We didn't have the sleep issue because I coslept with her and she didn't go to bed until I did; I'd already spent many years when her brother was little sitting at the top of the stairs making him go back into his room and I wasn't doing that again.

I think for me the confirmation was her nursery Nativity when she stood next to a member of staff who kept their hand on her the entire time. This was repeated at her first 2 school Nativities.

ADHD dx came at 5-6. Paed assumed ASD as well but not been formally dx. Now 19 yo.

Interested in this thread?

Then you might like threads about these subjects:

LetaLestrange · 12/05/2026 22:17

Oh god the chewing. I’d almost forgotten 😩😩 One time she chewed (and ate) the feet off 6 Barbies. I took her to A&E as there were some sharp bits and when the doc asked why she just shrugged and said “I was hungry, mummy didn’t give me enough breakfast”

She was never a runner. But she was very very restless and had terrible sleep problems (still does age 10).

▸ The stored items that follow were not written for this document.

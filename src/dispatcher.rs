//! Capture loop and fan-out.
//!
//! The `Dispatcher` owns the frame source and one `Recorder` per region. `run()` pulls
//! frames, cuts them into regions and pushes each sub-image onto its recorder's bounded
//! buffer. The loop ends when the source is exhausted, the stop handle fires, or every
//! recorder has met its own stop condition. Shutdown then stops every recorder and waits
//! for each writer to drain.
//!
//! Capture failures are retried up to `CapturePolicy::max_attempts` times in a row. A
//! failure on the very first capture of a session is returned immediately.

use serde::Serialize;
use std::path::{Path, PathBuf};
use std::sync::atomic::{AtomicBool, Ordering};
use std::sync::Arc;
use std::time::{Duration, Instant};

use crate::error::PipelineError;
use crate::frame::{Frame, Image, ImageShape};
use crate::ingest::FrameSource;
use crate::logctx::LogContext;
use crate::recorder::{ExitCode, Recorder, RecorderConfig, RecorderState};
use crate::region::{region_output_path, split_frame, validate_regions, Region};
use crate::sensor::Sensor;
use crate::storage::StorageBackend;

/// Receives progress while the capture loop runs.
pub trait ProgressSink: Send {
    fn buffer_usage(&self, region: usize, buffered: usize, capacity: usize);

    fn frames_captured(&self, _count: u64) {}

    fn finish(&self) {}
}

#[derive(Clone, Debug)]
pub struct CapturePolicy {
    /// Consecutive failed captures tolerated before the session is torn down.
    pub max_attempts: u32,
    pub retry_delay: Duration,
}

impl Default for CapturePolicy {
    fn default() -> Self {
        Self {
            max_attempts: 3,
            retry_delay: Duration::from_millis(200),
        }
    }
}

#[derive(Clone, Debug)]
pub struct DispatcherConfig {
    pub regions: Vec<Region>,
    pub recorder: RecorderConfig,
    pub capture: CapturePolicy,
    /// Interval between buffer usage reports.
    pub report_interval: Duration,
}

impl Default for DispatcherConfig {
    fn default() -> Self {
        Self {
            regions: Vec::new(),
            recorder: RecorderConfig::default(),
            capture: CapturePolicy::default(),
            report_interval: Duration::from_millis(500),
        }
    }
}

/// Cloneable external stop flag, e.g. for a Ctrl-C handler.
#[derive(Clone, Debug, Default)]
pub struct StopHandle(Arc<AtomicBool>);

impl StopHandle {
    pub fn stop(&self) {
        self.0.store(true, Ordering::SeqCst);
    }

    pub fn is_stopped(&self) -> bool {
        self.0.load(Ordering::SeqCst)
    }
}

#[derive(Clone, Debug, Serialize)]
pub struct RegionReport {
    pub index: usize,
    pub region: Region,
    pub path: PathBuf,
    pub saved: u64,
    pub lost: u64,
    pub write_errors: u64,
    pub chunks: u64,
    pub exit_code: ExitCode,
}

#[derive(Clone, Debug, Serialize)]
pub struct SessionReport {
    pub frames_captured: u64,
    pub regions: Vec<RegionReport>,
}

impl SessionReport {
    /// `Unflushed` if any region did not shut down cleanly.
    pub fn exit_code(&self) -> ExitCode {
        if self
            .regions
            .iter()
            .all(|r| r.exit_code == ExitCode::Clean)
        {
            ExitCode::Clean
        } else {
            ExitCode::Unflushed
        }
    }

    pub fn total_lost(&self) -> u64 {
        self.regions.iter().map(|r| r.lost).sum()
    }
}

pub struct Dispatcher {
    source: Box<dyn FrameSource>,
    backend: Arc<dyn StorageBackend>,
    config: DispatcherConfig,
    sensor: Option<Arc<dyn Sensor>>,
    progress: Option<Box<dyn ProgressSink>>,
    recorders: Vec<Recorder>,
    stop: StopHandle,
    frames_captured: u64,
    log: LogContext,
    closed: bool,
}

impl Dispatcher {
    pub fn new(
        source: Box<dyn FrameSource>,
        backend: Arc<dyn StorageBackend>,
        config: DispatcherConfig,
    ) -> Self {
        Self {
            source,
            backend,
            config,
            sensor: None,
            progress: None,
            recorders: Vec::new(),
            stop: StopHandle::default(),
            frames_captured: 0,
            log: LogContext::session(),
            closed: false,
        }
    }

    pub fn with_sensor(mut self, sensor: Arc<dyn Sensor>) -> Self {
        self.sensor = Some(sensor);
        self
    }

    pub fn with_progress(mut self, progress: Box<dyn ProgressSink>) -> Self {
        self.progress = Some(progress);
        self
    }

    pub fn stop_handle(&self) -> StopHandle {
        self.stop.clone()
    }

    pub fn recorders(&self) -> &[Recorder] {
        &self.recorders
    }

    pub fn frames_captured(&self) -> u64 {
        self.frames_captured
    }

    /// Create and open one recorder per region, writing to `<base>_ROI_<idx>`.
    pub fn open(&mut self, base: &Path) -> Result<(), PipelineError> {
        if !self.recorders.is_empty() || self.closed {
            return Err(PipelineError::Configuration(
                "dispatcher was already opened".to_string(),
            ));
        }
        let regions = self.config.regions.clone();
        validate_regions(&regions)?;
        let (width, height) = self.source.resolution();
        let channels = self.source.channels();
        for (index, region) in regions.iter().enumerate() {
            if !region.fits_within(width, height) {
                return Err(PipelineError::InvalidRegion {
                    index,
                    region: *region,
                    frame_width: width,
                    frame_height: height,
                });
            }
        }

        for (idx, region) in regions.iter().enumerate() {
            let mut recorder = Recorder::new(
                idx,
                region_output_path(base, idx),
                ImageShape::new(region.width, region.height, channels),
                self.backend.clone(),
                self.config.recorder.clone(),
                LogContext::for_region(idx),
            );
            if let Some(sensor) = &self.sensor {
                recorder = recorder.with_sensor(sensor.clone());
            }
            if let Err(err) = recorder.open() {
                for opened in self.recorders.iter_mut() {
                    opened.close();
                }
                self.recorders.clear();
                return Err(err);
            }
            self.recorders.push(recorder);
        }
        log::info!(
            target: self.log.target(),
            "dispatcher: {} region(s) from a {}x{}x{} source, output base {}",
            regions.len(),
            width,
            height,
            channels,
            base.display()
        );
        Ok(())
    }

    /// Capture until the source ends or a stop condition holds, then shut down.
    pub fn run(&mut self) -> Result<SessionReport, PipelineError> {
        if self.recorders.is_empty() {
            return Err(PipelineError::Configuration(
                "dispatcher must be opened before run".to_string(),
            ));
        }
        let outcome = self.start_all().and_then(|()| self.capture_loop());
        let report = self.shutdown();
        match outcome {
            Ok(()) => Ok(report),
            Err(err) => {
                log::error!(target: self.log.target(), "dispatcher: session aborted: {}", err);
                Err(err)
            }
        }
    }

    fn start_all(&mut self) -> Result<(), PipelineError> {
        for recorder in self.recorders.iter_mut() {
            recorder.start()?;
        }
        Ok(())
    }

    fn capture_loop(&mut self) -> Result<(), PipelineError> {
        let mut last_report = Instant::now();
        loop {
            if self.stop.is_stopped() {
                log::info!(target: self.log.target(), "dispatcher: stop requested");
                break;
            }
            if self.recorders.iter().all(|r| r.should_stop()) {
                log::info!(target: self.log.target(), "dispatcher: all regions reached their limit");
                break;
            }
            let Some((timestamp, image)) = self.capture()? else {
                log::info!(
                    target: self.log.target(),
                    "dispatcher: source exhausted after {} frame(s)",
                    self.frames_captured
                );
                break;
            };
            let sequence = self.frames_captured;
            self.frames_captured += 1;
            self.dispatch(timestamp, sequence, &image)?;

            if let Some(progress) = &self.progress {
                progress.frames_captured(self.frames_captured);
            }
            if last_report.elapsed() >= self.config.report_interval {
                self.report_buffers();
                last_report = Instant::now();
            }
        }
        Ok(())
    }

    fn capture(&mut self) -> Result<Option<(f64, Image)>, PipelineError> {
        let mut attempts = 0;
        loop {
            match self.source.next_frame() {
                Ok(frame) => return Ok(frame),
                Err(err) => {
                    attempts += 1;
                    if self.frames_captured == 0 || attempts >= self.config.capture.max_attempts {
                        return Err(PipelineError::Capture {
                            attempts,
                            message: format!("{:#}", err),
                        });
                    }
                    log::warn!(
                        target: self.log.target(),
                        "dispatcher: capture failed after frame {} (attempt {}/{}): {:#}",
                        self.frames_captured,
                        attempts,
                        self.config.capture.max_attempts,
                        err
                    );
                    std::thread::sleep(self.config.capture.retry_delay);
                }
            }
        }
    }

    fn dispatch(&self, timestamp: f64, sequence: u64, image: &Image) -> Result<(), PipelineError> {
        let crops = split_frame(image, &self.config.regions)?;
        for (recorder, crop) in self.recorders.iter().zip(crops) {
            if recorder.state() >= RecorderState::Stopping {
                continue;
            }
            if let Err(err) = recorder.write(Frame::new(timestamp, sequence, crop)) {
                log::debug!(
                    target: self.log.target(),
                    "dispatcher: frame {} (t={:.3}s) not queued: {}",
                    sequence,
                    timestamp,
                    err
                );
            }
        }
        Ok(())
    }

    fn report_buffers(&self) {
        for recorder in &self.recorders {
            let buffered = recorder.report_cache_usage();
            if let Some(progress) = &self.progress {
                progress.buffer_usage(recorder.index(), buffered, recorder.capacity());
            }
            log::debug!(
                target: self.log.target(),
                "dispatcher: roi {} buffer {} / {}",
                recorder.index(),
                buffered,
                recorder.capacity()
            );
        }
    }

    /// Stop every recorder, wait for all writers to drain, release the source.
    fn shutdown(&mut self) -> SessionReport {
        self.stop.stop();
        for recorder in &self.recorders {
            recorder.request_stop();
        }
        for recorder in self.recorders.iter_mut() {
            recorder.close();
        }
        if let Err(err) = self.source.close() {
            log::warn!(target: self.log.target(), "dispatcher: closing source failed: {:#}", err);
        }
        self.report_buffers();
        if let Some(progress) = &self.progress {
            progress.finish();
        }
        self.closed = true;
        let report = self.report();
        log::info!(
            target: self.log.target(),
            "dispatcher: {} frame(s) captured, {} lost, exit code {}",
            report.frames_captured,
            report.total_lost(),
            report.exit_code().code()
        );
        report
    }

    pub fn report(&self) -> SessionReport {
        SessionReport {
            frames_captured: self.frames_captured,
            regions: self
                .recorders
                .iter()
                .map(|r| RegionReport {
                    index: r.index(),
                    region: self.config.regions[r.index()],
                    path: r.path().to_path_buf(),
                    saved: r.n_saved_frames(),
                    lost: r.lost_frames(),
                    write_errors: r.write_errors(),
                    chunks: r.chunks(),
                    exit_code: r.exit_code().unwrap_or(ExitCode::Unflushed),
                })
                .collect(),
        }
    }

    /// Stop capture and close every recorder. Idempotent.
    pub fn close(&mut self) -> SessionReport {
        if self.closed {
            return self.report();
        }
        self.shutdown()
    }
}

impl Drop for Dispatcher {
    fn drop(&mut self) {
        if !self.closed && !self.recorders.is_empty() {
            self.shutdown();
        }
    }
}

She was very obstinate and would argue every point. She used to constantly call us to come back again and again after bedtime, so we sat down with her and said “mummy and daddy are only going to come once”. Ok, she says. That night she called me so I went up. 10 mins later she called for Daddy. We reminded her of the new agreement and she said “no; you said ‘mummy AND daddy will come once’. Mummy has come and now daddy can come”. 😵‍💫😵‍💫 We laughed at the time but knowing what we know now, this wasn’t her being argumentative or deliberately obtuse, this was autism and she genuinely believed it that way.

She was diagnosed with ADHD & Autism when she was 7. Now I look back and I see the signs were there.

NutellaPopcorn · 12/05/2026 22:20

Very very behind in physical development and very very ahead in academics. Still in nappies and eating baby food and not sleeping through yet was put on the ‘gifted and talented’ register and was taken off to do extra work weekly. Took GCSE’s early but couldn’t even ride a scooter things like that.